Start of Material supplied

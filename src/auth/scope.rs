//! Scope lists requested from OAuth 2.0 authorization servers.

// std
use std::slice::Iter;
// crates.io
use serde::{Deserializer, de::Error as DeError};
// self
use crate::_prelude::*;

/// Errors emitted when validating scopes.
#[derive(Clone, Debug, PartialEq, Eq, Serialize, Deserialize, ThisError)]
pub enum ScopeValidationError {
	/// Empty scope entries are not allowed.
	#[error("Scope entries cannot be empty.")]
	Empty,
	/// Scopes cannot contain embedded whitespace characters.
	#[error("Scope contains whitespace: {scope}.")]
	ContainsWhitespace {
		/// The offending scope string.
		scope: String,
	},
}

/// Ordered, de-duplicated scope list.
///
/// Unlike a set, the order the user typed the scopes in is kept, because some authorization
/// servers echo the list back verbatim and the UI shows it as entered.
#[derive(Clone, Debug, Default, PartialEq, Eq, Hash, Serialize)]
#[serde(transparent)]
pub struct ScopeSet(Vec<String>);
impl ScopeSet {
	/// Creates a validated scope list from any iterator, dropping duplicates.
	pub fn new<I, S>(scopes: I) -> Result<Self, ScopeValidationError>
	where
		I: IntoIterator<Item = S>,
		S: Into<String>,
	{
		let mut list = Vec::new();

		for scope in scopes {
			let owned: String = scope.into();

			if owned.is_empty() {
				return Err(ScopeValidationError::Empty);
			}
			if owned.chars().any(char::is_whitespace) {
				return Err(ScopeValidationError::ContainsWhitespace { scope: owned });
			}
			if !list.contains(&owned) {
				list.push(owned);
			}
		}

		Ok(Self(list))
	}

	/// Number of distinct scopes.
	pub fn len(&self) -> usize {
		self.0.len()
	}

	/// Returns true if no scopes are defined.
	pub fn is_empty(&self) -> bool {
		self.0.is_empty()
	}

	/// Returns true if the list contains the provided scope.
	pub fn contains(&self, scope: &str) -> bool {
		self.0.iter().any(|candidate| candidate == scope)
	}

	/// Iterator over scopes in request order.
	pub fn iter(&self) -> Iter<'_, String> {
		self.0.iter()
	}

	/// Joins the scopes with the provided delimiter, or `None` when the list is empty.
	pub fn joined(&self, delimiter: char) -> Option<String> {
		(!self.0.is_empty()).then(|| self.0.join(&delimiter.to_string()))
	}
}
impl Display for ScopeSet {
	fn fmt(&self, f: &mut Formatter) -> FmtResult {
		f.write_str(&self.0.join(" "))
	}
}
impl<'a> IntoIterator for &'a ScopeSet {
	type IntoIter = Iter<'a, String>;
	type Item = &'a String;

	fn into_iter(self) -> Self::IntoIter {
		self.0.iter()
	}
}
impl FromStr for ScopeSet {
	type Err = ScopeValidationError;

	/// Parses a space (or comma) delimited scope string, as returned in token responses.
	fn from_str(s: &str) -> Result<Self, Self::Err> {
		Self::new(s.split(|c: char| c.is_whitespace() || c == ',').filter(|part| !part.is_empty()))
	}
}
impl<'de> Deserialize<'de> for ScopeSet {
	fn deserialize<D>(deserializer: D) -> Result<Self, D::Error>
	where
		D: Deserializer<'de>,
	{
		#[derive(Deserialize)]
		#[serde(untagged)]
		enum Raw {
			List(Vec<String>),
			Text(String),
		}

		match Raw::deserialize(deserializer)? {
			Raw::List(values) => ScopeSet::new(values).map_err(DeError::custom),
			Raw::Text(text) => text.parse().map_err(DeError::custom),
		}
	}
}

End of Material supplied

Task statement — Your answer should be the exact lines above from the one with "use crate::_prelude::*;" through the one with "are not allowed.", both included, and nothing besides.

Written solution —
use crate::_prelude::*;

/// Errors emitted when validating scopes.
#[derive(Clone, Debug, PartialEq, Eq, Serialize, Deserialize, ThisError)]
pub enum ScopeValidationError {
	/// Empty scope entries are not allowed.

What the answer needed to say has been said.